The 1997 SFWA Grand Master Award given for Lifetime Achievement was presented to Jack Vance, who is represented
here with his short story "The Men Return" from 1957. Despite editor Dann's use of the erroneous phrase
"The Grand Master Nebula Award," the SFWA Lifetime Achievement award is not a Nebula. In the words of outgoing
President Michael Capobianco: "The Grand Master is not a Nebula Award, despite the persistence of the error."
As is to be expected, the stories are impeccably crafted, and run the gamut from science fiction to (erotic)
fantasy to (soft) horror. The thought-provoking, state-of-the-art, mini-essays by Lucius Shepard and Norman
Spinrad in particular should be required reading and are worth the price of the book all by themselves.
In his introduction, editor Dann quotes a line from a past review from Locus: "This series may turn out to
be the best record we have of how SF writers have wanted to represent their craft to the world." Looking to
this larger picture, how then does this volume choose to represent itself to the world?

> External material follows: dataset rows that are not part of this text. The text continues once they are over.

//! In-memory view
//!
//! `RecordingView` keeps the last value written to every element so tests
//! and the terminal renderer can inspect what a page would show.

use std::collections::{BTreeMap, HashMap};

use super::binding::{FormField, Page, StatField, ViewBinding};
use crate::dashboard::charts::{ChartSlot, ChartSpec};
use crate::dashboard::layout::SidebarStyle;
use crate::dashboard::nav::NAV_ITEMS;

#[derive(Debug, Clone)]
pub struct RecordingView {
    form: BTreeMap<FormField, String>,
    /// Nav keys in markup order with their current visibility
    nav: Vec<(String, bool)>,
    welcome_text: Option<String>,
    role_label: Option<String>,
    sidebar: SidebarStyle,
    stats: BTreeMap<StatField, String>,
    charts: HashMap<ChartSlot, ChartSpec>,
    alerts: Vec<String>,
    page: Option<Page>,
    navigations: Vec<Page>,
}

impl Default for RecordingView {
    fn default() -> Self {
        Self::with_nav_keys(NAV_ITEMS.iter().map(|item| item.key))
    }
}

impl RecordingView {
    pub fn new() -> Self {
        Self::default()
    }

    /// View whose markup holds exactly these nav entries, all shown
    pub fn with_nav_keys<I, K>(keys: I) -> Self
    where
        I: IntoIterator<Item = K>,
        K: Into<String>,
    {
        Self {
            form: BTreeMap::new(),
            nav: keys.into_iter().map(|k| (k.into(), true)).collect(),
            welcome_text: None,
            role_label: None,
            sidebar: SidebarStyle::EXPANDED,
            stats: BTreeMap::new(),
            charts: HashMap::new(),
            alerts: Vec::new(),
            page: None,
            navigations: Vec::new(),
        }
    }

    /// Builder method: fill the login form
    pub fn with_form(
        mut self,
        role: impl Into<String>,
        username: impl Into<String>,
        password: impl Into<String>,
    ) -> Self {
        self.fill_form(role, username, password);
        self
    }

    pub fn fill_form(
        &mut self,
        role: impl Into<String>,
        username: impl Into<String>,
        password: impl Into<String>,
    ) {
        self.form.insert(FormField::Role, role.into());
        self.form.insert(FormField::Username, username.into());
        self.form.insert(FormField::Password, password.into());
    }

    pub fn welcome_text(&self) -> Option<&str> {
        self.welcome_text.as_deref()
    }

    pub fn role_label(&self) -> Option<&str> {
        self.role_label.as_deref()
    }

    /// Visibility of a nav entry, `None` if the markup has no such key
    pub fn is_nav_visible(&self, key: &str) -> Option<bool> {
        self.nav.iter().find(|(k, _)| k == key).map(|(_, v)| *v)
    }

    /// Visible nav keys in markup order
    pub fn visible_nav_keys(&self) -> Vec<&str> {
        self.nav
            .iter()
            .filter(|(_, visible)| *visible)
            .map(|(key, _)| key.as_str())
            .collect()
    }

    pub fn sidebar(&self) -> &SidebarStyle {
        &self.sidebar
    }

    pub fn stat(&self, field: StatField) -> Option<&str> {
        self.stats.get(&field).map(String::as_str)
    }

    pub fn chart(&self, slot: ChartSlot) -> Option<&ChartSpec> {
        self.charts.get(&slot)
    }

    pub fn alerts(&self) -> &[String] {
        &self.alerts
    }

    /// Page last navigated to
    pub fn page(&self) -> Option<Page> {
        self.page
    }

    /// Every navigation in order
    pub fn navigations(&self) -> &[Page] {
        &self.navigations
    }
}

impl ViewBinding for RecordingView {
    fn form_value(&self, field: FormField) -> String {
        self.form.get(&field).cloned().unwrap_or_default()
    }

    fn nav_keys(&self) -> Vec<String> {
        self.nav.iter().map(|(key, _)| key.clone()).collect()
    }

    fn set_welcome_text(&mut self, text: &str) {
        self.welcome_text = Some(text.to_string());
    }

    fn set_role_label(&mut self, text: &str) {
        self.role_label = Some(text.to_string());
    }

    fn set_nav_item_visible(&mut self, key: &str, visible: bool) {
        if let Some(entry) = self.nav.iter_mut().find(|(k, _)| k == key) {
            entry.1 = visible;
        }
    }

    fn set_sidebar_collapsed(&mut self, style: &SidebarStyle) {
        self.sidebar = *style;
    }

    fn set_stat(&mut self, field: StatField, value: &str) {
        self.stats.insert(field, value.to_string());
    }

    fn draw_chart(&mut self, slot: ChartSlot, spec: &ChartSpec) {
        self.charts.insert(slot, spec.clone());
    }

    fn show_alert(&mut self, message: &str) {
        self.alerts.push(message.to_string());
    }

    fn navigate(&mut self, page: Page) {
        self.page = Some(page);
        self.navigations.push(page);
    }
}

#[cfg(test)]
mod tests {
    use super::*;

    #[test]
    fn test_markup_defaults() {
        let view = RecordingView::new();
        assert_eq!(view.visible_nav_keys().len(), NAV_ITEMS.len());
        assert_eq!(view.sidebar(), &SidebarStyle::EXPANDED);
        assert_eq!(view.form_value(FormField::Password), "");
        assert!(view.page().is_none());
    }

    #[test]
    fn test_unknown_nav_key_ignored() {
        let mut view = RecordingView::with_nav_keys(["pos", "backup"]);
        view.set_nav_item_visible("reports", false);
        view.set_nav_item_visible("backup", false);

        assert_eq!(view.is_nav_visible("reports"), None);
        assert_eq!(view.visible_nav_keys(), vec!["pos"]);
    }

    #[test]
    fn test_records_navigation() {
        let mut view = RecordingView::new().with_form("admin", "root", "pw");
        assert_eq!(view.form_value(FormField::Role), "admin");

        view.navigate(Page::Dashboard);
        view.navigate(Page::Login);
        assert_eq!(view.page(), Some(Page::Login));
        assert_eq!(view.navigations(), &[Page::Dashboard, Page::Login]);
    }
}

Let's try a little
experiment, for therein may lie an answer. Pretend, if you will, that you find these stories in manuscript
form only, in a pile on your coffee table, with nothing to mark them as science fiction, fantasy, horror,
or something else altogether. What would you find?
Jack Dann uses the past to illuminate his character study of Leonardo da Vinci which, while interesting for
its historical setting and detail, remains a character examination of one of history's greatest iconoclasts,
and the one flying machine (the hang-glider) he "invented" that worked. It's well known that da Vinci
experimented with all sorts of contraptions, so would a story merely including one of them as the vehicle
to study da Vinci qualify as SF, or simply interesting historical fiction? Place this manuscript on
the right side of the coffee table.
Harry Turtledove's "Must and Shall" opens initially during the Civil War, but we quickly learn that it
is not the Civil War we remember, for Lincoln is shot (not assassinated) early in his term and a new
President sets the course for an alternate future history. The tale then jumps to the 1940s to examine
the consequences of this change in events As We Know Them, to a South still besieged with racial hatred,
albeit of a different stripe. This is a tried and true alternate history piece where the author takes an
idea, says "What if?" and spins one set of consequences for the reader to ponder. Place this manuscript
in the center of the coffee table.
Imagine a man and wife who've enjoyed a lifetime of shared experiences together and have remained deeply
in love. As is life's way, one of them must die before the other. Imagine you are privy to their quiet,
final days together. In the hands of a sensitive writer, this is a tender, sad story. A story of leavings
and goodbyes. But whither any imaginative content to set it apart from a mainstream story? Dean Wesley
Smith tries to add this element in his well wrought "In the Shade of the Slowboat Man" by making the
female of the couple an immortal vampire. Aside from stating this fact (a SF-realized immortal would
have worked just as well), the story has nothing to do with vampires, or horror -- just one partner
outliving another, which happens all the time in the everyday world. While the story is touching, the
concept isn't new, and reads like a mainstream character story. But it has a vampire in it, so it must
be a horror story.... Nevertheless, place this manuscript on the left side of the coffee table.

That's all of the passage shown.